Posted by pgcfweb at 11:03 PM on August 17, 2009

A Review of The Shack

By Steve Sorensen

 

I recently read the hugely popular novel called The Shack by William Paul Young. Having sold more than 6 million copies, it brings a positive benefit to bookstore revenues and a negative effect on the theological worldview of many readers.

 

Some reviews praise it for getting non-religious people in an increasingly non-religious society to think religiously. Others issue grave warnings about this book, and some denounce it and recommend against reading it. Of course, that has the unintended consequence of making people curious enough to read it.

 

For those who may not have read it, or heard of it, you need a little background. It's not a happy story. A little girl was abducted, taken to a wilderness shack, and murdered. Her father (MacKenzie, or Mack) was burdened with guilt, "the great sadness." He was not a believer in Christ. He felt guilty for the tragedy and was blaming God. His wife (who was a believer) had a pet name for God -- "Papa."

 

One day Mack got a note, signed "Papa," inviting him to the shack. Of course, he went, and Papa (or God the Father) turned out to be, or to appear to be, a large African-American woman named "Elousia." She was jovial, a great cook, and very hospitable. The purpose in appearing as a black woman was to challenge Mack's stereotypes. Also present was Papa's Son, a middle-eastern carpenter, and the Holy Spirit (personified in an Asian woman named "Sarayu.")

 

God sometimes gets through to people by smashing stereotypes. So, when I say that the theology on which The Shack is built is wrong, I'm not talking about unconventional ways of communicating, or the unexpected ways God reveals himself (such as in appearing as a black woman.) God is sovereign and he has a right to smash our stereotypes. In fact, most of us need that from time to time.

 

In talking about what I'll later call "Shack Theology," I must say that the book is only a novel. No novel is above criticism, and even a "Christian" one will not reliably offer a biblical worldview. In other words, The Shack offers spiritual ideas, and some of those ideas conform to the spirit of the age. They are false.

 

At one time, ideas in The Shack would have been freely called "heresy." The problem with calling it that nowadays is that heresy is admired by some people. So, just let the reader be aware that much of what the book teaches is "not Christian theology."

 

Other reviews have approached book length in itemizing all the missteps that the author (who happens to be trained in Christian theology) takes. My aim is much more modest. I cannot write an exhaustive critique, nor would my readers want to read one. (Still, this review is longer than I wish.)

 

Simply put, The Shack is a popular novel that uses some Christian ideas and terms in order to explain mysteries that are beyond us. It falls far short of being sound theology, mostly because it picks only the biblical ideas that support the author's preconceived universalist theology. (Yes, universalism -- the idea that everyone will ultimately be saved -- is its chief area of "not Christian theology.")

 

Just a couple of points. First, The Shack tries to explain the doctrine of the Trinity by offering a distorted view of God and of Christ. I didn't catch much in the way of a distorted view of the Holy Spirit (although "Sarayu" seems more new-agey than the other persons of the Trinity), perhaps because the author is willing to allow the Holy Spirit to remain a mystery. Rather than allow God to remain a mystery, he totally overlooks God's holiness and his transcendence, and seriously damages God's attributes of justice and love -- concepts our limited minds can only hold in tension. Instead, he strips God of justice in saying "mercy triumphs over justice because of love" (page 166.)

 

But the Bible does not teach that God's love conquers his justice, nor does it teach that believers fear God's justice. Psalm 98 tells us that God is our judge, and that those who love him find joy rather than fear in his judgment:

8 Let the rivers clap their hands;

         Let the hills be joyful together

9 before the LORD,

         For He is coming to judge the earth.

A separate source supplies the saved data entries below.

// SPDX-License-Identifier: PolyForm-Noncommercial-1.0.0
// Copyright (c) 2025 Sylvex. All rights reserved.

//! Collaborator contracts consumed by the authorization core.
//!
//! Both traits are intentionally narrow. The directory answers "who is
//! this subject", the permission store answers "what may this subject
//! do". Absence is not an error: a missing record is `Ok(None)` and an
//! unknown subject resolves to an empty permission set. Errors mean the
//! backing store itself could not be reached.

use std::collections::HashSet;

use async_trait::async_trait;
use thiserror::Error;
use uuid::Uuid;

use crate::user::User;

// =============================================================================
// DirectoryError
// =============================================================================

/// Failure reaching a backing store.
///
/// Lookups distinguish "the record does not exist" (`Ok(None)`) from
/// "the store did not answer" (this error). Callers surface the latter
/// as an internal failure and never retry inline.
#[derive(Debug, Error)]
pub enum DirectoryError {
    /// The backing store could not be reached or returned a malformed
    /// result.
    #[error("backing store unavailable: {message}")]
    Unavailable {
        /// Description of the underlying failure, for logs only.
        message: String,
    },
}

impl DirectoryError {
    /// Creates an unavailable error.
    pub fn unavailable(message: impl Into<String>) -> Self {
        Self::Unavailable {
            message: message.into(),
        }
    }
}

// =============================================================================
// UserDirectory
// =============================================================================

/// Lookup of user records.
///
/// Implementations wrap whatever store actually holds the accounts; the
/// authorization core only ever calls these two methods.
#[async_trait]
pub trait UserDirectory: Send + Sync {
    /// Finds a user by account id.
    async fn find_by_id(&self, id: Uuid) -> Result<Option<User>, DirectoryError>;

    /// Finds a user by login name.
    async fn find_by_username(&self, username: &str) -> Result<Option<User>, DirectoryError>;
}

// =============================================================================
// PermissionStore
// =============================================================================

/// Resolution of a subject's effective permission names.
///
/// The result is the full set granted through the subject's role (a
/// join across role and role-permission mapping, owned by the store).
/// The core queries this on every authorization check; implementations
/// must not cache stale grants on its behalf.
#[async_trait]
pub trait PermissionStore: Send + Sync {
    /// Returns the permission names granted to the subject.
    ///
    /// An unknown subject resolves to an empty set.
    async fn permissions_for(&self, subject: Uuid) -> Result<HashSet<String>, DirectoryError>;
}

         With righteousness He shall judge the world,

         And the peoples with equity.

 

Both justice and love are two attributes that God must fully retain if we are to believe in the God of the Bible. In fact, the chief reason heresy exists is due to man's attempt to resolve theological tensions that are humanly unresolvable. The attempt goes wrong because a limitless God won't fit into our small cranial containers. Let's keep both God's justice, and his love, or we risk distorting God to fit our fears and our misshapen preconceptions.

 

Second, I'll speak to the doctrine of universalism itself. It's an attractive doctrine, often expressed with the words, "I don't see how a loving God can send anyone to hell." Well, I don't see that either, but then I do not believe in a God who is merely a loving God. I believe in a God who is both loving and just, and I don't deny that some people go to hell. Does God send people to hell, or does he give them room to choose alternatives against him? Would we call God loving if he compelled people to live in his presence when they insist on living outside his presence, and in hostility to him?

 

In classic Arminian theology, hell must be real in order for people to have free will. And in classic Calvinist theology, hell must be real in order for God to be sovereign even over evil. Either way, for the Bible to be the source of our theology, we must recognize its teaching that hell is a reality. Though everyone may not agree that hell is a literal place of eternal fire, nothing could be worse than a place where God is totally absent. The horror is that some people choose just that. The real question isn't whether hell exists. The real question is, "Can we reject God's presence by persisting in our own self-will and be coerced into his presence? Can we choose the daily hell of rejecting God and still gain heaven in the end?" (Incidentally, universalists recoil at the determinism in Calvin's theology, but universal salvation is every bit as deterministic as Calvin's view.)

 

Partly truth and partly fiction

 

Kris Kristopherson wrote the famous line in a song about Johnny Cash, "He's a walking contradiction, partly truth and partly fiction." That's an apt description not just of Johnny Cash, but of humans in general, and of The Shack. With that in mind, here's a short list of concepts that are "Shack Theology," or fiction, and "Biblical Theology," or truth.

 

Shack Theology: "...both evil and darkness can be understood only in relation to light and good; they do not have any actual existence" (page 138). Yes, darkness is the absence of light, but evil is not merely the absence of good. The Bible teaches that man's sin puts him at enmity with God. To say evil doesn't exist is to say sin doesn't exist. If sin can be rationalized away, then what the Bible teaches about God's holiness, Christ's atoning death, his resurrection, redemption, forgiveness, and reconciliation amount to nothing.

 

Shack Theology: All roads do not lead to Christ; some roads do not lead anywhere. But Christ will travel any road to get to you (page 184). Do not find comfort in this attractive but false idea. Christ traveled one road to get to us -- the road of the incarnation and the cross. Jesus said "I am the way, the truth, and the life. No man comes to the father except through me" (John 14:6.) It's dangerous to think that Christ will find us through any religion or worldview that denies him. Christ can reach people by showing them the falsehood of any faith, but millions die without Christ in every anti-Christian faith including Islam, atheism, and secularism. 

 

Biblical Theology: "If you could only see how all of this ends and what we will achieve without the violation of one human will -- then you would understand" (page 127). Here the truth shines through that God is sovereign over history. We ultimately cannot understand the paradox of God's sovereignty versus our free will. Yet both sides of that paradox are still true -- God is so sovereign that somehow our free will does not limit his sovereignty. ("For I am confident of this very thing, that He who began a good work in you will perfect it until the day of Christ Jesus" Philippians1:6, NASB.)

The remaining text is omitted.